Turismo de interior

Turismo de interior

Turismo de interior

Il·lustració: Toni Salvá.

¿Verdad que nos educaron en consignas del tipo alíate al enemigo si no puedes vencerle? He decidido pertrecharme de una mochila de viaje y convertirme en turista en este Paraíso perdido, un destino al que millones de personas quieren llegar en sus distintas modalidades. Por realismo y practicidad, aparto el cáliz del que bebe el turismo de borrachera al igual que le hago ascos al de sol y playa que estoy hasta arriba de encontrarme colillas, condones usados, compresas y mascarillas. Tampoco accedo al turismo que viaja en jet privado porque entre otras cosas no lo tengo ni siquiera amigos que me lo presten. Al Eclipse lo dejo en puerto que necesita un refit tras las millas en el Mediterráneo. Así es que me alío al turismo de middle class, ese que viaja en low cost, se paga un airbnb con derecho a balcón con vistas al alero de un monumento y me dedico a hacer realidad ese turismo de sensaciones o también llamado de experiencias. Para qué me voy a ir lejos si ya he llegado a destino sin subirme al avión, o al ferry y aquí estoy, en transporte km0. Para que no digan que una no es sensible a cuidar el medio ambiente, a la Pachamama que la pobre está hecha unos zorros, ¡la verdad! 
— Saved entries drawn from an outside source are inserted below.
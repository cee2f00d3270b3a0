//! Shared test helpers for `medmatch-core` integration tests.
//!
//! These helpers provide in-memory mocks of the reconciliation ports so the
//! engine tests can focus on behaviour instead of boilerplate.

pub mod stores;
//! Domain types and models

pub mod tag;
pub mod user;

pub use tag::{
    LanguageChoice, LanguageSkill, Proficiency, TagEntry, TagId, TagKind, TagLink,
};
pub use user::{
    NewUserProfile, TagMatchMode, UserFilter, UserProfile, UserRole, UserWithTags,
};
//! Database connection manager backed by a pooled SQLite database.

use std::path::{Path, PathBuf};
use std::time::Duration;

use medmatch_domain::{MedMatchError, Result};
use r2d2::{Pool, PooledConnection};
use r2d2_sqlite::SqliteConnectionManager;
use rusqlite::params;
use tracing::info;

use crate::errors::InfraError;

const SCHEMA_VERSION: i32 = 1;
const SCHEMA_SQL: &str = include_str!("schema.sql");
const BUSY_TIMEOUT: Duration = Duration::from_secs(5);

/// Pooled connection handle used by the repositories and services.
pub type DbConnection = PooledConnection<SqliteConnectionManager>;

/// Database manager that wraps an r2d2 SQLite pool.
///
/// Every connection handed out by the pool has WAL mode, a busy timeout and
/// foreign key enforcement applied before first use. Foreign keys are a
/// per-connection setting in SQLite, so the init hook is the only place that
/// can guarantee them.
pub struct DbManager {
    pool: Pool<SqliteConnectionManager>,
    path: PathBuf,
}

impl DbManager {
    /// Create a new manager with the given pool size.
    pub fn new<P: AsRef<Path>>(db_path: P, pool_size: u32) -> Result<Self> {
        let path = db_path.as_ref().to_path_buf();

        let manager = SqliteConnectionManager::file(&path).with_init(|conn| {
            conn.execute_batch(
                "PRAGMA journal_mode = WAL;
                 PRAGMA wal_autocheckpoint = 1000;
                 PRAGMA synchronous = NORMAL;
                 PRAGMA foreign_keys = ON;",
            )?;
            conn.busy_timeout(BUSY_TIMEOUT)
        });

        let max_size = pool_size.max(1);
        let pool = Pool::builder()
            .max_size(max_size)
            .build(manager)
            .map_err(|err| MedMatchError::from(InfraError::from(err)))?;

        info!(db_path = %path.display(), max_connections = max_size, "sqlite pool initialised");

        Ok(Self { pool, path })
    }

    /// Acquire a connection from the pool.
    pub fn get_connection(&self) -> Result<DbConnection> {
        self.pool.get().map_err(|err| MedMatchError::from(InfraError::from(err)))
    }

    /// Ensure the full schema exists on the current database.
    pub fn run_migrations(&self) -> Result<()> {
        let conn = self.get_connection()?;
        create_schema(&conn)?;
        Ok(())
    }

    /// Return the configured database path.
    pub fn path(&self) -> &Path {
        &self.path
    }

    /// Perform a health check to verify database connectivity.
    ///
    /// This method acquires a connection from the pool and executes a simple
    /// query to verify the database is accessible and responding.
    pub fn health_check(&self) -> Result<()> {
        let conn = self.get_connection()?;
        // Simple query to verify database is responsive
        conn.query_row("SELECT 1", params![], |row| row.get::<_, i32>(0))
            .map_err(map_sql_error)?;
        Ok(())
    }
}

fn create_schema(conn: &rusqlite::Connection) -> Result<()> {
    conn.execute_batch(SCHEMA_SQL).map_err(map_sql_error)?;
    conn.execute(
        "INSERT OR IGNORE INTO schema_version (version, applied_at) VALUES (?, CAST(strftime('%s','now') AS INTEGER))",
        params![SCHEMA_VERSION],
    )
    .map_err(map_sql_error)?;
    Ok(())
}

fn map_sql_error(err: rusqlite::Error) -> MedMatchError {
    MedMatchError::from(InfraError::from(err))
}
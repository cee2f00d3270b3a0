//! Tag catalog and association types
//!
//! Interests and languages share the same catalog shape: a numeric id and a
//! unique name. Languages carry a proficiency level on the association.

use serde::{Deserialize, Serialize};

/// Identifier of a catalog entry (interest or language)
pub type TagId = i64;

/// The two tag dimensions a user profile can be associated with
#[derive(Debug, Clone, Copy, PartialEq, Eq, Hash, Serialize, Deserialize)]
#[serde(rename_all = "snake_case")]
pub enum TagKind {
    Interest,
    Language,
}

crate::impl_domain_enum_conversions!(TagKind {
    Interest => "interest",
    Language => "language",
});

/// Catalog entry: a named tag with its persistent id
#[derive(Debug, Clone, PartialEq, Eq, Serialize, Deserialize)]
pub struct TagEntry {
    pub id: TagId,
    pub name: String,
}

impl TagEntry {
    pub fn new(id: TagId, name: impl Into<String>) -> Self {
        Self { id, name: name.into() }
    }
}

/// How well a user speaks an associated language
#[derive(Debug, Clone, Copy, PartialEq, Eq, Serialize, Deserialize)]
#[serde(rename_all = "snake_case")]
pub enum Proficiency {
    Beginner,
    Intermediate,
    Fluent,
}

crate::impl_domain_enum_conversions!(Proficiency {
    Beginner => "beginner",
    Intermediate => "intermediate",
    Fluent => "fluent",
});

/// A language requested by name together with the desired proficiency
#[derive(Debug, Clone, PartialEq, Eq, Serialize, Deserialize)]
pub struct LanguageChoice {
    pub name: String,
    pub proficiency: Proficiency,
}

impl LanguageChoice {
    pub fn new(name: impl Into<String>, proficiency: Proficiency) -> Self {
        Self { name: name.into(), proficiency }
    }
}

/// A resolved language association on a user profile
#[derive(Debug, Clone, PartialEq, Eq, Serialize, Deserialize)]
pub struct LanguageSkill {
    pub language: TagEntry,
    pub proficiency: Proficiency,
}

/// Persisted association between a user and a catalog entry
///
/// `attr` is the per-association payload: `()` for interests, [`Proficiency`]
/// for languages.
#[derive(Debug, Clone, PartialEq, Eq, Serialize, Deserialize)]
pub struct TagLink<A> {
    pub user_id: uuid::Uuid,
    pub tag_id: TagId,
    pub attr: A,
}
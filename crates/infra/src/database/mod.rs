//! Database implementations

pub mod association_store;
pub mod catalog_repository;
pub mod manager;
pub mod user_repository;

pub use association_store::*;
pub use catalog_repository::*;
pub use manager::*;
pub use user_repository::*;
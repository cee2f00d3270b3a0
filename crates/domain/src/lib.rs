//! # MedMatch Domain
//!
//! Business domain types and models for MedMatch.
//!
//! This crate contains:
//! - Domain data types (UserProfile, TagEntry, etc.)
//! - Domain error types and Result definitions
//! - Configuration structures
//!
//! ## Architecture
//! - No dependencies on other MedMatch crates
//! - Only external dependencies allowed
//! - Pure domain models and data structures

pub mod config;
pub mod errors;
pub mod macros;
pub mod types;

// Re-export commonly used items
pub use config::*;
pub use errors::*;
pub use types::*;
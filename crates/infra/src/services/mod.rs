//! Service layer implementations.
//!
//! Services provide the async application surface on top of the blocking
//! repositories and the reconciliation engine.

pub mod catalog_service;
pub mod profile_service;

pub use catalog_service::CatalogService;
pub use profile_service::ProfileService;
Voy a contaros lo que he visto en estas minivacaciones en mi ciudad, haciendo turismo de interior. Lo primero es que no se diferencia en apenas casi nada a otras ciudades que el turista ha visitado: aquí también me tropiezo con miles de cruceristas que salen en manada de esas humeantes y ruidosas ciudades flotantes, en cada esquina del casco histórico puedo saciar mi sed con un expendedor de bebidas y snacks a precio del tipo de turista ‘un par de horas en cualquier ciudad’ y si quiero socializar me paro en un badulake del que salgo muda como entré porque el que atiende, recién llegado del Punjab, no habla, musita. 

Presumo de ser viajera y destierro a quien me llame turista por ello voy en busca de lo auténtico del lugar. Visto que en el casco histórico se escenifican los mismos decorados que Barcelona, Venecia, Lisboa, Amsterdam, dirijo mis pasos hacia el ‘pintoresco’ barrio marinero de Santa Catalina. Más de lo mismo solo que aquí los turistas se han convertido en propietarios. Me las veo y deseo para encontrarme a un aborigen porque tengo interés en prácticar las lenguas del lugar. Alcanzo una calle en la que en apenas diez metros contemplo asombrada dos way of life, traducida en la nula convivencia entre los autóctonos y los nuevos propietarios. Éstos practican el breakfast verde, lleno de suculencias veggies, a un precio medio de 15 euros. No entiendo lo que dicen porque no hablo las lenguas de la Europa del norte así es que en mi afán por hacerme con la cultura del lugar, me dirijo al bar de la esquina donde sí entiendo lo que dicen y, muy importante, puedo comerme un pa amb oli, barato barato, y al fin hacerme un selfie posando como una auténtica mallorquina. Turismo de sensación.

A mis vecinos les escucho hablar de amigos sin trabajo, o de cómo gracias a haber vendido la casita que les dejó la abuela en la Colonia de Sant Jordi pueden salir adelante alquilándola los meses de verano a 1.500 euros la semana de media; incluso los hay quien han hecho suyo un refrán muy popular en estas tierras: vendre ses cases i anar de lloguer. En mi moleskine anoto: el aborigen se ha hecho machadiano y anda ligero de equipaje, o me estoy equivocando y lo que sucede es que la ciudad está en coma, víctima de este modelo económico que se ha reforzado con la pandemia. Encuentro en la red una entrevista al geógrafo Ivan Murray: “La turistificación es la muerte de la ciudad. Al desaparecer el zumbido de la vida urbana, solo queda el sonido de las copas en las terrazas”. Lo dijo en 2018, ahora vamos a por más copas. Demasiada sed. 

P.S. La aborigen que soy se ha servido de anglicismos en algunos momentos porque se ha vestido de turista y como ya sabemos, el modelo imperante, habla inglés.